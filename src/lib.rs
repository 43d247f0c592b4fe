//! lru_kv - A thread-safe in-memory key/value cache
//!
//! Bounded by entry count with least-recently-used eviction. Entries may
//! carry a time-to-live and are expired both lazily on read and by a
//! background sweep. The engine can be embedded directly, served over HTTP,
//! or reached through the bundled client.

pub mod api;
pub mod cache;
pub mod client;
pub mod config;
pub mod error;
pub mod models;
pub mod tasks;

pub use api::AppState;
pub use cache::{CacheEngine, EngineConfig};
pub use client::CacheClient;
pub use config::Config;
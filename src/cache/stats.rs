//! Counters kept alongside the store. They only grow; `clear` on the store
//! leaves them alone.

use serde::Serialize;

/// Lookup and removal counters, plus the entry count at the time of the
/// snapshot.
#[derive(Debug, Clone, Default, PartialEq, Serialize)]
pub struct CacheStats {
    pub hits: u64,
    /// Lookups that found nothing, including expired entries
    pub misses: u64,
    /// Entries pushed out by the capacity bound
    pub evictions: u64,
    /// Entries removed because their TTL elapsed, on read or by the sweeper
    pub expirations: u64,
    pub total_entries: usize,
}

impl CacheStats {
    pub fn new() -> Self {
        Self::default()
    }

    /// Total `get` calls seen.
    pub fn lookups(&self) -> u64 {
        self.hits + self.misses
    }

    /// Fraction of lookups that hit, 0.0 before the first lookup.
    pub fn hit_rate(&self) -> f64 {
        match self.lookups() {
            0 => 0.0,
            lookups => self.hits as f64 / lookups as f64,
        }
    }

    pub fn record_hit(&mut self) {
        self.hits += 1;
    }

    pub fn record_miss(&mut self) {
        self.misses += 1;
    }

    pub fn record_eviction(&mut self) {
        self.evictions += 1;
    }

    pub fn record_expirations(&mut self, count: u64) {
        self.expirations += count;
    }

    /// Copy of the counters stamped with the current entry count.
    pub fn snapshot(&self, total_entries: usize) -> Self {
        Self {
            total_entries,
            ..self.clone()
        }
    }
}
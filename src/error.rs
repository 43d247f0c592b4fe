//! Error types for the cache server
//!
//! The engine itself cannot fail: a lookup is found or not found. These are
//! the outcomes the HTTP façade reports.

use std::time::Duration;

use axum::{
    http::StatusCode,
    response::{IntoResponse, Response},
    Json,
};
use thiserror::Error;

use crate::models::ErrorResponse;

// == Cache Error Enum ==
/// Unified error type for the cache server.
#[derive(Error, Debug)]
pub enum CacheError {
    /// Key absent, deleted or expired; callers cannot tell which
    #[error("Key not found: {0}")]
    NotFound(String),

    /// Invalid request data
    #[error("Invalid request: {0}")]
    InvalidRequest(String),

    /// The call's deadline passed before the cache could serve it
    #[error("Deadline exceeded after {0:?}")]
    DeadlineExceeded(Duration),
}

// == IntoResponse Implementation ==
impl IntoResponse for CacheError {
    fn into_response(self) -> Response {
        let status = match &self {
            CacheError::NotFound(_) => StatusCode::NOT_FOUND,
            CacheError::InvalidRequest(_) => StatusCode::BAD_REQUEST,
            CacheError::DeadlineExceeded(_) => StatusCode::GATEWAY_TIMEOUT,
        };

        (status, Json(ErrorResponse::new(self.to_string()))).into_response()
    }
}

// == Result Type Alias ==
/// Convenience Result type for the cache server.
pub type Result<T> = std::result::Result<T, CacheError>;
impl Stage<()> {
    /// A unit stage completed after `f` runs on [`default_executor`].
    pub fn run_async<F>(f: F) -> Self
    where
        F: FnOnce() + Send + 'static,
    {
        Self::supply_with(default_executor(), f)
    }

    /// A unit stage completed after `f` runs on `executor`.
    pub fn run_async_on<F, E>(f: F, executor: E) -> Self
    where
        F: FnOnce() + Send + 'static,
        E: Executor + 'static,
    {
        Self::supply_with(Arc::new(executor), f)
    }
}

impl<T> Default for Stage<T>
where
    T: Clone + Send + Sync + 'static,
{
    fn default() -> Self {
        Self::new()
    }
}

impl<T> fmt::Debug for Stage<T>
where
    T: Clone + Send + Sync + 'static,
{
    fn fmt(&self, f: &mut fmt::Formatter<'_>) -> fmt::Result {
        match self.outcome() {
            Some(Outcome::Value(_)) => f.write_str("Stage[Completed normally]"),
            Some(Outcome::Failed(err)) => write!(f, "Stage[Completed exceptionally: {err}]"),
            None => match self.dependents() {
                0 => f.write_str("Stage[Not completed]"),
                n => write!(f, "Stage[Not completed, {n} dependents]"),
            },
        }
    }
}
/// Tolerance for an idle timeout that fired slightly early.
const TIMEOUT_SLOP: Duration = Duration::from_millis(20);

pub(crate) type QueueTable = Arc<[Option<Arc<WorkQueue>>]>;

fn queue_at(ws: &[Option<Arc<WorkQueue>>], index: usize) -> Option<&WorkQueue> {
    ws.get(index).and_then(|q| q.as_deref())
}

pub(crate) struct Pool {
    id: PoolId,
    ctl: CachePadded<AtomicI64>,
    run_state: AtomicI32,
    /// Guards table replacement and run-state transitions.
    lock: Mutex<()>,
    termination: Condvar,
    queues: Atomic<QueueTable>,
    index_seed: AtomicI32,
    /// Steals of retired workers.
    steal_count: AtomicU64,
    parallelism: i32,
    config: SchedulerConfig,
    common: bool,
}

***

* **Goal of the exercise**
Every entry is to be restated word for word.

* **Exercise answer**
filename src/lib.rs
repository 43d247f0c592b4fe
//! lru_kv - A thread-safe in-memory key/value cache
//!
//! Bounded by entry count with least-recently-used eviction. Entries may
//! carry a time-to-live and are expired both lazily on read and by a
//! background sweep. The engine can be embedded directly, served over HTTP,
//! or reached through the bundled client.

pub mod api;
pub mod cache;
pub mod client;
pub mod config;
pub mod error;
pub mod models;
pub mod tasks;

pub use api::AppState;
pub use cache::{CacheEngine, EngineConfig};
pub use client::CacheClient;
pub use config::Config;
filename src/cache/stats.rs
//! Counters kept alongside the store. They only grow; `clear` on the store
//! leaves them alone.

use serde::Serialize;

/// Lookup and removal counters, plus the entry count at the time of the
/// snapshot.
#[derive(Debug, Clone, Default, PartialEq, Serialize)]
pub struct CacheStats {
    pub hits: u64,
    /// Lookups that found nothing, including expired entries
    pub misses: u64,
    /// Entries pushed out by the capacity bound
    pub evictions: u64,
    /// Entries removed because their TTL elapsed, on read or by the sweeper
    pub expirations: u64,
    pub total_entries: usize,
}

impl CacheStats {
    pub fn new() -> Self {
        Self::default()
    }

    /// Total `get` calls seen.
    pub fn lookups(&self) -> u64 {
        self.hits + self.misses
    }

    /// Fraction of lookups that hit, 0.0 before the first lookup.
    pub fn hit_rate(&self) -> f64 {
        match self.lookups() {
            0 => 0.0,
            lookups => self.hits as f64 / lookups as f64,
        }
    }

    pub fn record_hit(&mut self) {
        self.hits += 1;
    }

    pub fn record_miss(&mut self) {
        self.misses += 1;
    }

    pub fn record_eviction(&mut self) {
        self.evictions += 1;
    }

    pub fn record_expirations(&mut self, count: u64) {
        self.expirations += count;
    }

    /// Copy of the counters stamped with the current entry count.
    pub fn snapshot(&self, total_entries: usize) -> Self {
        Self {
            total_entries,
            ..self.clone()
        }
    }
}
filename src/error.rs
repository 43d247f0c592b4fe
//! Error types for the cache server
//!
//! The engine itself cannot fail: a lookup is found or not found. These are
//! the outcomes the HTTP façade reports.

use std::time::Duration;

use axum::{
    http::StatusCode,
    response::{IntoResponse, Response},
    Json,
};
use thiserror::Error;

use crate::models::ErrorResponse;

// == Cache Error Enum ==
/// Unified error type for the cache server.
#[derive(Error, Debug)]
pub enum CacheError {
    /// Key absent, deleted or expired; callers cannot tell which
    #[error("Key not found: {0}")]
    NotFound(String),

    /// Invalid request data
    #[error("Invalid request: {0}")]
    InvalidRequest(String),

    /// The call's deadline passed before the cache could serve it
    #[error("Deadline exceeded after {0:?}")]
    DeadlineExceeded(Duration),
}

// == IntoResponse Implementation ==
impl IntoResponse for CacheError {
    fn into_response(self) -> Response {
        let status = match &self {
            CacheError::NotFound(_) => StatusCode::NOT_FOUND,
            CacheError::InvalidRequest(_) => StatusCode::BAD_REQUEST,
            CacheError::DeadlineExceeded(_) => StatusCode::GATEWAY_TIMEOUT,
        };

        (status, Json(ErrorResponse::new(self.to_string()))).into_response()
    }
}

// == Result Type Alias ==
/// Convenience Result type for the cache server.
pub type Result<T> = std::result::Result<T, CacheError>;
impl Stage<()> {
    /// A unit stage completed after `f` runs on [`default_executor`].
    pub fn run_async<F>(f: F) -> Self
    where
        F: FnOnce() + Send + 'static,
    {
        Self::supply_with(default_executor(), f)
    }

    /// A unit stage completed after `f` runs on `executor`.
    pub fn run_async_on<F, E>(f: F, executor: E) -> Self
    where
        F: FnOnce() + Send + 'static,
        E: Executor + 'static,
    {
        Self::supply_with(Arc::new(executor), f)
    }
}

impl<T> Default for Stage<T>
where
    T: Clone + Send + Sync + 'static,
{
    fn default() -> Self {
        Self::new()
    }
}

impl<T> fmt::Debug for Stage<T>
where
    T: Clone + Send + Sync + 'static,
{
    fn fmt(&self, f: &mut fmt::Formatter<'_>) -> fmt::Result {
        match self.outcome() {
            Some(Outcome::Value(_)) => f.write_str("Stage[Completed normally]"),
            Some(Outcome::Failed(err)) => write!(f, "Stage[Completed exceptionally: {err}]"),
            None => match self.dependents() {
                0 => f.write_str("Stage[Not completed]"),
                n => write!(f, "Stage[Not completed, {n} dependents]"),
            },
        }
    }
}
/// Tolerance for an idle timeout that fired slightly early.
const TIMEOUT_SLOP: Duration = Duration::from_millis(20);

pub(crate) type QueueTable = Arc<[Option<Arc<WorkQueue>>]>;

fn queue_at(ws: &[Option<Arc<WorkQueue>>], index: usize) -> Option<&WorkQueue> {
    ws.get(index).and_then(|q| q.as_deref())
}

pub(crate) struct Pool {
    id: PoolId,
    ctl: CachePadded<AtomicI64>,
    run_state: AtomicI32,
    /// Guards table replacement and run-state transitions.
    lock: Mutex<()>,
    termination: Condvar,
    queues: Atomic<QueueTable>,
    index_seed: AtomicI32,
    /// Steals of retired workers.
    steal_count: AtomicU64,
    parallelism: i32,
    config: SchedulerConfig,
    common: bool,
}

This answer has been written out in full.